What to do:
Print the records below from the first line through the line containing "by the Free", both included, word for word.

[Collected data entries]
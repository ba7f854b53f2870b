//-
// Copyright (c) 2024, the Arcmail Developers
//
// This file is part of Arcmail.
//
// Arcmail is free software: you can  redistribute it and/or modify it under
// the terms of  the GNU General Public License as  published by the Free
// Software Foundation, either version 3 of the License, or (at your option)
// any later version.
//
// Arcmail is distributed in the hope that  it will be useful, but WITHOUT ANY
// WARRANTY; without  even the implied  warranty of MERCHANTABILITY  or FITNESS
// FOR  A PARTICULAR  PURPOSE.  See the  GNU General  Public  License for  more
// details.
//
// You should have received a copy of the GNU General Public License along with
// Arcmail. If not, see <http://www.gnu.org/licenses/>.

pub mod buffer;
pub mod connection;
pub mod event_loop;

Task answer:
repository ba7f854b53f2870b
//-
// Copyright (c) 2024, the Arcmail Developers
//
// This file is part of Arcmail.
//
// Arcmail is free software: you can  redistribute it and/or modify it under
// the terms of  the GNU General Public License as  published by the Free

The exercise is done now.